//! Per-game workers.
//!
//! A [`GameHub`] owns one tokio task per tracked game. Each task holds that
//! game's [`GameLedger`] and drains a bounded channel of commands, so
//! snapshots for one game are applied strictly in arrival order while
//! different games progress in parallel. The ledger never leaves its task
//! except as a clone ([`GameHub::checkpoint`]) or at
//! [`GameHub::shutdown`].

use std::collections::BTreeMap;
use std::sync::Arc;

use tokio::sync::{mpsc, oneshot};
use tokio::task::JoinHandle;
use tracing::{debug, info};

use puckline_analysis::MomentumConfig;
use puckline_ledger::GameLedger;
use puckline_types::{GameId, Snapshot, UpdateReport};

/// Errors from routing work to a game worker.
#[derive(Debug, thiserror::Error)]
pub enum HubError {
    /// No worker exists for the game.
    #[error("game {game_id} is not tracked")]
    UnknownGame {
        /// The requested game.
        game_id: GameId,
    },

    /// A worker already exists for the game.
    #[error("game {game_id} is already tracked")]
    AlreadyTracked {
        /// The duplicate game.
        game_id: GameId,
    },

    /// The worker stopped before answering.
    #[error("worker for game {game_id} has stopped: {reason}")]
    WorkerGone {
        /// The game whose worker is gone.
        game_id: GameId,
        /// The channel error.
        reason: String,
    },

    /// The worker task panicked or was cancelled.
    #[error("worker for game {game_id} failed: {message}")]
    Join {
        /// The game whose worker failed.
        game_id: GameId,
        /// Description of the join failure.
        message: String,
    },
}

enum Command {
    Apply {
        snapshot: Snapshot,
        reply: oneshot::Sender<UpdateReport>,
    },
    Conclude,
    Checkpoint {
        reply: oneshot::Sender<GameLedger>,
    },
}

struct Worker {
    tx: mpsc::Sender<Command>,
    handle: JoinHandle<GameLedger>,
}

/// A report that will arrive once the game's worker reaches the snapshot.
#[derive(Debug)]
pub struct PendingReport {
    game_id: GameId,
    rx: oneshot::Receiver<UpdateReport>,
}

impl PendingReport {
    /// The game the snapshot was routed to.
    pub const fn game_id(&self) -> &GameId {
        &self.game_id
    }

    /// Wait for the report.
    ///
    /// # Errors
    ///
    /// Returns [`HubError::WorkerGone`] if the worker stopped first.
    pub async fn wait(self) -> Result<UpdateReport, HubError> {
        self.rx.await.map_err(|e| HubError::WorkerGone {
            game_id: self.game_id,
            reason: e.to_string(),
        })
    }
}

/// Routes snapshots to one sequential worker per game.
pub struct GameHub {
    config: Arc<MomentumConfig>,
    channel_capacity: usize,
    workers: BTreeMap<GameId, Worker>,
}

impl GameHub {
    /// Create an empty hub. A zero capacity is raised to one.
    pub fn new(config: MomentumConfig, channel_capacity: usize) -> Self {
        Self {
            config: Arc::new(config),
            channel_capacity: channel_capacity.max(1),
            workers: BTreeMap::new(),
        }
    }

    /// Games with a running worker, in id order.
    pub fn games(&self) -> impl Iterator<Item = &GameId> {
        self.workers.keys()
    }

    /// Whether a worker exists for the game.
    pub fn is_tracked(&self, game_id: &GameId) -> bool {
        self.workers.contains_key(game_id)
    }

    /// Resume a game from an existing ledger, such as a restored checkpoint.
    ///
    /// # Errors
    ///
    /// Returns [`HubError::AlreadyTracked`] if the game already has a worker.
    pub fn restore(&mut self, ledger: GameLedger) -> Result<(), HubError> {
        let game_id = ledger.game_id().clone();
        if self.is_tracked(&game_id) {
            return Err(HubError::AlreadyTracked { game_id });
        }
        info!(
            game_id = %game_id,
            seen_events = ledger.seen_event_ids().len(),
            period = ledger.period(),
            "Resuming game from checkpoint"
        );
        self.spawn(ledger);
        Ok(())
    }

    /// Queue a snapshot for its game, starting a worker on first sight.
    ///
    /// Returns as soon as the snapshot is queued. Await the returned
    /// [`PendingReport`] for the result.
    ///
    /// # Errors
    ///
    /// Returns [`HubError::WorkerGone`] if the game's worker has stopped.
    pub async fn submit(
        &mut self,
        game_id: GameId,
        snapshot: Snapshot,
    ) -> Result<PendingReport, HubError> {
        if !self.is_tracked(&game_id) {
            info!(game_id = %game_id, "Tracking new game");
            self.spawn(GameLedger::new(game_id.clone()));
        }
        let (reply, rx) = oneshot::channel();
        self.send(&game_id, Command::Apply { snapshot, reply }).await?;
        Ok(PendingReport { game_id, rx })
    }

    /// Apply a snapshot and wait for its report.
    ///
    /// # Errors
    ///
    /// Returns [`HubError::WorkerGone`] if the game's worker has stopped.
    pub async fn apply(
        &mut self,
        game_id: GameId,
        snapshot: Snapshot,
    ) -> Result<UpdateReport, HubError> {
        self.submit(game_id, snapshot).await?.wait().await
    }

    /// Mark a game as over once its queued snapshots are applied.
    ///
    /// # Errors
    ///
    /// Returns [`HubError::UnknownGame`] or [`HubError::WorkerGone`].
    pub async fn conclude(&self, game_id: &GameId) -> Result<(), HubError> {
        self.send(game_id, Command::Conclude).await
    }

    /// A copy of a game's ledger after its queued snapshots are applied.
    ///
    /// # Errors
    ///
    /// Returns [`HubError::UnknownGame`] or [`HubError::WorkerGone`].
    pub async fn checkpoint(&self, game_id: &GameId) -> Result<GameLedger, HubError> {
        let (reply, rx) = oneshot::channel();
        self.send(game_id, Command::Checkpoint { reply }).await?;
        rx.await.map_err(|e| HubError::WorkerGone {
            game_id: game_id.clone(),
            reason: e.to_string(),
        })
    }

    /// Stop every worker after it drains its queue and collect the ledgers.
    ///
    /// # Errors
    ///
    /// Returns [`HubError::Join`] for the first worker that panicked.
    pub async fn shutdown(self) -> Result<BTreeMap<GameId, GameLedger>, HubError> {
        let mut ledgers = BTreeMap::new();
        for (game_id, worker) in self.workers {
            drop(worker.tx);
            let ledger = worker.handle.await.map_err(|e| HubError::Join {
                game_id: game_id.clone(),
                message: e.to_string(),
            })?;
            ledgers.insert(game_id, ledger);
        }
        info!(games = ledgers.len(), "Game hub shut down");
        Ok(ledgers)
    }

    fn spawn(&mut self, ledger: GameLedger) {
        let game_id = ledger.game_id().clone();
        let (tx, rx) = mpsc::channel(self.channel_capacity);
        let handle = tokio::spawn(run_worker(ledger, Arc::clone(&self.config), rx));
        self.workers.insert(game_id, Worker { tx, handle });
    }

    async fn send(&self, game_id: &GameId, command: Command) -> Result<(), HubError> {
        let worker = self.workers.get(game_id).ok_or_else(|| HubError::UnknownGame {
            game_id: game_id.clone(),
        })?;
        worker
            .tx
            .send(command)
            .await
            .map_err(|e| HubError::WorkerGone {
                game_id: game_id.clone(),
                reason: e.to_string(),
            })
    }
}

async fn run_worker(
    mut ledger: GameLedger,
    config: Arc<MomentumConfig>,
    mut rx: mpsc::Receiver<Command>,
) -> GameLedger {
    while let Some(command) = rx.recv().await {
        match command {
            Command::Apply { snapshot, reply } => {
                let report = ledger.apply_snapshot(&snapshot, &config);
                if reply.send(report).is_err() {
                    debug!(game_id = %ledger.game_id(), "Report receiver dropped");
                }
            }
            Command::Conclude => ledger.conclude(),
            Command::Checkpoint { reply } => {
                if reply.send(ledger.clone()).is_err() {
                    debug!(game_id = %ledger.game_id(), "Checkpoint receiver dropped");
                }
            }
        }
    }
    debug!(game_id = %ledger.game_id(), "Worker stopped");
    ledger
}

#[cfg(test)]
#[allow(clippy::unwrap_used)]
mod tests {
    use puckline_types::{ClockTime, GameClock, GameStatus, RawEvent, RecommendationTier};
    use serde_json::json;

    use super::*;

    fn goal_snapshot(period: u32, minutes: u32, id: &str) -> Snapshot {
        let events: Vec<RawEvent> = serde_json::from_value(json!([{
            "event_id": id,
            "type": "goal",
            "team_side": "home",
            "details": { "scorer": "Scorer" }
        }]))
        .unwrap();
        Snapshot {
            game_id: None,
            clock: GameClock::new(period, ClockTime::new(minutes, 0)),
            captured_at: None,
            events,
        }
    }

    #[tokio::test]
    async fn games_are_tracked_independently() {
        let mut hub = GameHub::new(MomentumConfig::default(), 4);
        let a = GameId::new("a");
        let b = GameId::new("b");

        let pending_a = hub.submit(a.clone(), goal_snapshot(1, 10, "1")).await.unwrap();
        let pending_b = hub.submit(b.clone(), goal_snapshot(4, 2, "1")).await.unwrap();
        let report_b = pending_b.wait().await.unwrap();
        let report_a = pending_a.wait().await.unwrap();

        assert_eq!(report_a.aggregate_momentum_score, 65);
        assert_eq!(report_b.aggregate_momentum_score, 163);
        assert_eq!(hub.games().count(), 2);
    }

    #[tokio::test]
    async fn redelivery_through_the_hub_is_a_no_op() {
        let mut hub = GameHub::new(MomentumConfig::default(), 4);
        let game = GameId::new("g");

        hub.apply(game.clone(), goal_snapshot(1, 3, "g1")).await.unwrap();
        let again = hub.apply(game.clone(), goal_snapshot(1, 3, "g1")).await.unwrap();

        assert_eq!(again.new_event_count, 0);
        assert_eq!(again.recommendation_tier, RecommendationTier::FillerContent);
        let ledger = hub.checkpoint(&game).await.unwrap();
        assert_eq!(ledger.score().home, 1);
    }

    #[tokio::test]
    async fn shutdown_returns_final_ledgers() {
        let mut hub = GameHub::new(MomentumConfig::default(), 1);
        let game = GameId::new("g");
        hub.apply(game.clone(), goal_snapshot(2, 5, "x")).await.unwrap();
        hub.conclude(&game).await.unwrap();

        let ledgers = hub.shutdown().await.unwrap();
        let ledger = ledgers.get(&game).unwrap();
        assert_eq!(ledger.status(), GameStatus::Final);
        assert_eq!(ledger.goals().len(), 1);
    }

    #[tokio::test]
    async fn restore_resumes_from_ledger() {
        let mut first = GameHub::new(MomentumConfig::default(), 2);
        let game = GameId::new("g");
        first.apply(game.clone(), goal_snapshot(1, 12, "e1")).await.unwrap();
        let saved = first.checkpoint(&game).await.unwrap();

        let mut second = GameHub::new(MomentumConfig::default(), 2);
        second.restore(saved.clone()).unwrap();
        assert!(matches!(
            second.restore(saved),
            Err(HubError::AlreadyTracked { .. })
        ));

        let report = second.apply(game.clone(), goal_snapshot(1, 12, "e1")).await.unwrap();
        assert_eq!(report.new_event_count, 0);
    }

    #[tokio::test]
    async fn unknown_game_is_an_error() {
        let hub = GameHub::new(MomentumConfig::default(), 2);
        let err = hub.conclude(&GameId::new("nope")).await.unwrap_err();
        assert!(matches!(err, HubError::UnknownGame { .. }));
    }
}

--- --- ---

Problem details:
Only lines holding the word "minutes" are wanted; copy each one from the listing.

Exercise solution:
    fn goal_snapshot(period: u32, minutes: u32, id: &str) -> Snapshot {
            clock: GameClock::new(period, ClockTime::new(minutes, 0)),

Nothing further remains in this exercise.